Segment Start: MATERIAL SUPPLIED
//! Move validator.
//!
//! Replays a move's sub-actions, in order, against a copy of the turn state.
//! The copy is an `im`-backed clone, so this is cheap enough to run on every
//! keystroke of a partial move. The first failing sub-action stops
//! validation; nothing is ever applied to the caller's state.

use im::Vector;

use super::context::TurnContext;
use super::error::{MoveError, Placement, Rejection};
use crate::board::DistrictId;
use crate::cards::{CardCatalogue, CardDefinition, CardId, Rank};
use crate::core::{GameConfig, Suit, Tokens};
use crate::economy::{check_spend, Deed, SpendError, SpendStatus};
use crate::game::event::{ClaimHow, Event, PlaceHow};
use crate::game::TurnState;
use crate::moves::{parse_move, ActionKind, Parsed, SubAction};

/// Where a validated move stands.
#[derive(Clone, Debug, PartialEq, Eq)]
pub enum Outcome {
    /// A sub-action was refused.
    Rejected(Rejection),
    /// Valid so far, but the last sub-action is unfinished.
    Partial,
    /// Valid and finished, but more must be done before committing.
    Open,
    /// The turn's budget is used; the move may be committed.
    Ready,
}

/// Result of validating a move.
#[derive(Clone, Debug)]
pub struct Validation {
    pub outcome: Outcome,
    /// Speculative state after every accepted sub-action.
    pub state: TurnState,
    /// Sub-actions accepted, in order.
    pub actions: Vec<SubAction>,
    /// Context after the last accepted sub-action.
    pub context: TurnContext,
}

impl Validation {
    /// Completion flag: `-1` rejected or partial, `0` open, `1` ready.
    #[must_use]
    pub fn complete(&self) -> i8 {
        match self.outcome {
            Outcome::Rejected(_) | Outcome::Partial => -1,
            Outcome::Open => 0,
            Outcome::Ready => 1,
        }
    }

    #[must_use]
    pub fn is_ready(&self) -> bool {
        self.outcome == Outcome::Ready
    }

    #[must_use]
    pub fn is_rejected(&self) -> bool {
        matches!(self.outcome, Outcome::Rejected(_))
    }

    #[must_use]
    pub fn rejection(&self) -> Option<&Rejection> {
        match &self.outcome {
            Outcome::Rejected(r) => Some(r),
            _ => None,
        }
    }
}

/// Whether a sub-action finished or is waiting on more input.
#[derive(Clone, Copy, Debug, PartialEq, Eq)]
enum Step {
    Done,
    Pending,
}

/// Validates moves for one game's catalogue and configuration.
#[derive(Clone, Copy)]
pub struct Validator<'a> {
    catalogue: &'a dyn CardCatalogue,
    config: &'a GameConfig,
}

impl<'a> Validator<'a> {
    #[must_use]
    pub fn new(catalogue: &'a dyn CardCatalogue, config: &'a GameConfig) -> Self {
        Self { catalogue, config }
    }

    #[must_use]
    pub fn catalogue(&self) -> &'a dyn CardCatalogue {
        self.catalogue
    }

    #[must_use]
    pub fn config(&self) -> &'a GameConfig {
        self.config
    }

    /// Validate a move string for `state.current`.
    #[must_use]
    pub fn validate(&self, state: &TurnState, text: &str) -> Validation {
        let parsed = parse_move(text);
        self.validate_parsed(state, text, &parsed)
    }

    /// Validate already-parsed segments.
    #[must_use]
    pub fn validate_parsed(&self, state: &TurnState, text: &str, parsed: &[Parsed]) -> Validation {
        let mut next = state.clone();
        next.log = Vector::new();
        next.last_move = text.trim().to_string();

        let mut ctx = TurnContext::start(state, self.config.card_actions());
        let mut actions = Vec::with_capacity(parsed.len());
        let mut pending = false;

        for (index, segment) in parsed.iter().enumerate() {
            ctx.at(index, parsed.len());
            match self.check_segment(&mut ctx, &mut next, segment) {
                Ok(step) => {
                    if let Some(action) = segment.action() {
                        actions.push(action.clone());
                    }
                    pending = step == Step::Pending;
                }
                Err(error) => {
                    log::debug!("{} rejected `{segment}` (action {index}): {error}", ctx.player);
                    return Validation {
                        outcome: Outcome::Rejected(Rejection::new(index, error)),
                        state: next,
                        actions,
                        context: ctx,
                    };
                }
            }
        }

        let outcome = if pending {
            Outcome::Partial
        } else if ctx.is_exhausted(next.hand(ctx.player).is_empty()) {
            Outcome::Ready
        } else {
            Outcome::Open
        };
        log::debug!("{} move `{}` is {outcome:?}", ctx.player, next.last_move);

        Validation {
            outcome,
            state: next,
            actions,
            context: ctx,
        }
    }

    fn check_segment(&self, ctx: &mut TurnContext, state: &mut TurnState, segment: &Parsed) -> Result<Step, MoveError> {
        let (kind, action, incomplete) = match segment {
            Parsed::Malformed { error, .. } => return Err(error.clone().into()),
            Parsed::Started(kind) => (*kind, None, true),
            Parsed::Action { action, incomplete } => (action.kind(), Some(action), *incomplete),
        };

        if incomplete && !ctx.is_last {
            return Err(MoveError::UnfinishedAction(kind));
        }
        if ctx.pending_choices > 0 && kind != ActionKind::Choose {
            return Err(MoveError::ForcedChoicePending);
        }
        if kind.uses_card_slot() {
            ctx.require_card_action()?;
        }

        match action {
            None => Ok(Step::Pending),
            Some(action) => self.apply(ctx, state, action),
        }
    }

    fn apply(&self, ctx: &mut TurnContext, state: &mut TurnState, action: &SubAction) -> Result<Step, MoveError> {
        match action {
            SubAction::Buy { card, district, spend } => self.buy(ctx, state, card, *district, spend),
            SubAction::Deed { card, district, spend } => self.deed(ctx, state, card, *district, spend),
            SubAction::Sell { card } => self.sell(ctx, state, card),
            SubAction::Add { card, spend } => self.add(ctx, state, card, spend),
            SubAction::Trade { from, to } => self.trade(ctx, state, *from, *to),
            SubAction::Prefer { card, suit } => self.prefer(ctx, state, card, *suit),
            SubAction::Choose { card, suit } => self.choose(ctx, state, card, *suit),
        }
    }

    fn buy(
        &self,
        ctx: &mut TurnContext,
        state: &mut TurnState,
        card: &CardId,
        district: Option<DistrictId>,
        spend: &Tokens,
    ) -> Result<Step, MoveError> {
        let def = self.hand_card(ctx, state, card)?;
        let Some(district) = district else {
            return Ok(Step::Pending);
        };
        self.check_district(ctx, state, def, district)?;

        let status = check_spend(def, &Tokens::zero(), spend)?;
        state.ledger.debit(ctx.player, spend)?;
        ctx.spend_card_action()?;

        match status {
            SpendStatus::Complete => {
                state.take_from_hand(ctx.player, card);
                state
                    .board
                    .place(district, ctx.player, card.clone())
                    .map_err(|e| MoveError::placement(district, e))?;
                state.record(Event::Place {
                    player: ctx.player,
                    card: card.clone(),
                    district,
                    how: PlaceHow::Bought,
                });
                Ok(Step::Done)
            }
            SpendStatus::Partial if ctx.is_last => Ok(Step::Pending),
            SpendStatus::Partial => Err(MoveError::UnfinishedAction(ActionKind::Buy)),
        }
    }

    fn deed(
        &self,
        ctx: &mut TurnContext,
        state: &mut TurnState,
        card: &CardId,
        district: Option<DistrictId>,
        spend: &Tokens,
    ) -> Result<Step, MoveError> {
        let def = self.hand_card(ctx, state, card)?;
        if !def.is_deedable() {
            return Err(MoveError::UndeedableCard(card.clone()));
        }
        let Some(district) = district else {
            return Ok(Step::Pending);
        };
        self.check_district(ctx, state, def, district)?;

        if let Some(cap) = self.config.leverage_cap() {
            if state.deeds.open_count(ctx.player) >= cap {
                return Err(MoveError::OverLeveraged { cap });
            }
        }

        if check_spend(def, &Tokens::zero(), spend)? == SpendStatus::Complete {
            return Err(SpendError::CompletesDeed.into());
        }
        state.ledger.debit(ctx.player, spend)?;
        ctx.spend_card_action()?;

        state.take_from_hand(ctx.player, card);
        state.deeds.open(
            card.clone(),
            Deed {
                owner: ctx.player,
                district,
                escrow: *spend,
                preferred: None,
            },
        );
        state.record(Event::Place {
            player: ctx.player,
            card: card.clone(),
            district,
            how: PlaceHow::Deeded,
        });
        Ok(Step::Done)
    }

    fn sell(&self, ctx: &mut TurnContext, state: &mut TurnState, card: &CardId) -> Result<Step, MoveError> {
        let def = self.hand_card(ctx, state, card)?;
        ctx.spend_card_action()?;

        let tokens = sale_value(def);
        state.take_from_hand(ctx.player, card);
        state.discard.push_back(card.clone());
        state.ledger.credit(ctx.player, &tokens);
        state.record(Event::Sell {
            player: ctx.player,
            card: card.clone(),
            tokens,
        });
        Ok(Step::Done)
    }

    fn add(&self, ctx: &mut TurnContext, state: &mut TurnState, card: &CardId, spend: &Tokens) -> Result<Step, MoveError> {
        let deed = own_deed(ctx, state, card)?;
        let def = self.catalogue.lookup(card)?;
        if spend.is_empty() {
            return Ok(Step::Pending);
        }

        check_spend(def, &deed.escrow, spend)?;
        state.ledger.debit(ctx.player, spend)?;
        let completed = state.deeds.escrow_add(card, def.price, spend)?;
        state.record(Event::Add {
            player: ctx.player,
            card: card.clone(),
            tokens: *spend,
        });

        if completed {
            state.deeds.close(card);
            state
                .board
                .place(deed.district, ctx.player, card.clone())
                .map_err(|e| MoveError::placement(deed.district, e))?;
            state.record(Event::Place {
                player: ctx.player,
                card: card.clone(),
                district: deed.district,
                how: PlaceHow::Added,
            });
        }
        Ok(Step::Done)
    }

    fn trade(&self, ctx: &mut TurnContext, state: &mut TurnState, from: Suit, to: Option<Suit>) -> Result<Step, MoveError> {
        let Some(to) = to else {
            return Ok(Step::Pending);
        };
        if from == to {
            return Err(MoveError::InvalidTrade { from, to });
        }

        state.ledger.debit(ctx.player, &Tokens::of(from, TRADE_RATE))?;
        state.ledger.credit(ctx.player, &Tokens::of(to, 1));
        state.record(Event::Convert {
            player: ctx.player,
            from,
            to,
        });
        Ok(Step::Done)
    }

    fn prefer(&self, ctx: &mut TurnContext, state: &mut TurnState, card: &CardId, suit: Option<Suit>) -> Result<Step, MoveError> {
        own_deed(ctx, state, card)?;
        let def = self.catalogue.lookup(card)?;
        let Some(suit) = suit else {
            return Ok(Step::Pending);
        };
        if !def.has_suit(suit) {
            return Err(MoveError::ForeignSuit { card: card.clone(), suit });
        }

        state.deeds.prefer(card, suit)?;
        state.record(Event::Prefer {
            player: ctx.player,
            card: card.clone(),
            suit,
        });
        Ok(Step::Done)
    }

    fn choose(&self, ctx: &mut TurnContext, state: &mut TurnState, card: &CardId, suit: Option<Suit>) -> Result<Step, MoveError> {
        let pos = state
            .find_choice(ctx.player, card)
            .ok_or_else(|| MoveError::NoSuchChoice(card.clone()))?;
        let Some(suit) = suit else {
            return Ok(Step::Pending);
        };
        if !state.choices[pos].suits.contains(&suit) {
            return Err(MoveError::ForeignSuit { card: card.clone(), suit });
        }

        state.choices.remove(pos);
        ctx.pending_choices = ctx.pending_choices.saturating_sub(1);

        let tokens = Tokens::of(suit, 1);
        state.ledger.credit(ctx.player, &tokens);
        state.record(Event::Claim {
            player: Some(ctx.player),
            how: ClaimHow::Choice,
            tokens,
        });
        Ok(Step::Done)
    }

    /// Resolve `card` and check the mover holds it.
    fn hand_card(&self, ctx: &TurnContext, state: &TurnState, card: &CardId) -> Result<&'a CardDefinition, MoveError> {
        let def = self.catalogue.lookup(card)?;
        if !state.holds(ctx.player, card) {
            return Err(MoveError::CardNotInHand(card.clone()));
        }
        Ok(def)
    }

    /// Suit match against the stack, and no deed of the mover's in the district.
    fn check_district(
        &self,
        ctx: &TurnContext,
        state: &TurnState,
        def: &CardDefinition,
        district: DistrictId,
    ) -> Result<(), MoveError> {
        state
            .board
            .check_placement(self.catalogue, district, ctx.player, def)
            .map_err(|e| MoveError::placement(district, e))?;

        if state.deeds.in_district(ctx.player, district).is_some() {
            return Err(MoveError::InvalidPlacement {
                card: def.id.clone(),
                district,
                reason: Placement::Deeded,
            });
        }
        Ok(())
    }
}

/// Tokens paid for one token of the target suit.
pub const TRADE_RATE: u32 = 3;

/// Tokens credited for selling a card: one per suit, two for an Ace.
#[must_use]
pub fn sale_value(def: &CardDefinition) -> Tokens {
    let mut tokens = Tokens::zero();
    for &suit in &def.suits {
        tokens[suit] += 1;
    }
    if def.rank == Rank::Ace {
        if let Some(&suit) = def.suits.first() {
            tokens[suit] += 1;
        }
    }
    tokens
}

fn own_deed(ctx: &TurnContext, state: &TurnState, card: &CardId) -> Result<Deed, MoveError> {
    state
        .deeds
        .get(card)
        .filter(|d| d.owner == ctx.player)
        .cloned()
        .ok_or_else(|| MoveError::NoSuchDeed(card.clone()))
}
Segment End: MATERIAL SUPPLIED
EXERCISE: Check the listing above for "Event". Show every line where it turns up.

RESPONSE TO THIS EXERCISE:
use crate::game::event::{ClaimHow, Event, PlaceHow};
                state.record(Event::Place {
        state.record(Event::Place {
        state.record(Event::Sell {
        state.record(Event::Add {
            state.record(Event::Place {
        state.record(Event::Convert {
        state.record(Event::Prefer {
        state.record(Event::Claim {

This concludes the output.